Moderation Strike update: Data dumps, choosing representatives, GPT data, and where we’re holding

Question

_{Note: As part of the strike organization, this is a mirror of a post on the network-wide Meta, MSE. Make sure to check out the answers and discussion there, too!}

Introduction

Since our strike announcement, a number of new developments have occurred. Philippe, VP of Community, posted data they have regarding GPT content on the platform. Stack Exchange staff reached out to strike organizers and asked us to choose three moderator representatives for the strike. Also, a former DBA for Stack Exchange, Inc. disclosed that data dumps have been disabled. This post strives to speak on these developments from the perspective of strike participants.

Strike representatives

We have been coordinating action on our Discord server, as Stack Exchange, Inc. has instructed us in no uncertain terms that we cannot organize on their platform.
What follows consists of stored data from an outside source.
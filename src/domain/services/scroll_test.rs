use super::Scroll;

#[test]
fn it_stays_at_top_when_content_fits() {
    let mut scroll = Scroll::default();
    scroll.set_state(5, 10);
    scroll.down();
    scroll.down_page();
    assert_eq!(scroll.position, 0);
}

#[test]
fn it_clamps_to_last_page() {
    let mut scroll = Scroll::default();
    scroll.set_state(30, 10);
    scroll.down_page();
    assert_eq!(scroll.position, 10);
    scroll.down_page();
    assert_eq!(scroll.position, 20);
    scroll.down();
    assert_eq!(scroll.position, 20);

    scroll.up();
    assert_eq!(scroll.position, 19);
    scroll.up_page();
    assert_eq!(scroll.position, 9);
    scroll.reset();
    assert_eq!(scroll.position, 0);
}

#[test]
fn it_clamps_when_content_shrinks() {
    let mut scroll = Scroll::default();
    scroll.set_state(30, 10);
    scroll.down_page();
    scroll.down_page();
    scroll.set_state(12, 10);
    assert_eq!(scroll.position, 2);
}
Through this server, we were reached out to by employees of Stack Exchange, Inc. to designate representatives for the strike. These representatives will later meet with Stack Exchange, Inc. representatives and will negotiate on our behalf. These representatives must be moderators, as requested by the company, because some of the discussion points will involve information that is currently confidential and covered by the moderator agreement. Additionally, new data may be disclosed by SE that may not be cleared for public release, and must be protected for privacy reasons.

In order to decide the representatives, a poll was organised which ended at midnight UTC on the 11th of June. As a result of that poll, the following users will be representing us in discussions with Stack Exchange, Inc.:

The full, anonymized results of the voting can be seen here.

The Data Dumps

A former database administrator (DBA) for the company has disclosed that Stack Exchange, Inc. quietly disabled the data dumps in March 2023, with a note that they should only be re-enabled with approval from senior leadership. Shortly after, the CTO, Jody Bailey, confirmed this to be the case, citing the need to “protect Stack Overflow data from being misused by companies building LLMs” and the dump has been stopped until “guardrails” are in place.

The Stack Exchange data dumps have been in place since 2009 and have been used to make network data available in an alternative format that allows people to take advantage of the open CC BY-SA license.

Disabling the data dumps in this manner is yet another example of poor communication with the very community of contributors who is at the heart of the network. The data dumps were turned off for several months, with no advance warning or communication until a user asked about it. And, even then, the company's decision was only revealed by a whistleblower, who effectively forced the CTO's hand to confirm it.

Perhaps more importantly, the data dumps serve to emphasize the very reason for the existence of the platform: Guaranteed, free access to a repository of knowledge. The network was founded to be an alternative to a paywalled platform and to guarantee that information was freely distributed. The data dumps were an insurance that no matter what happened with the company in the future, the information shared on the platform would always be freely accessible to all. Disabling these dumps is a betrayal of the founding philosophy of the network.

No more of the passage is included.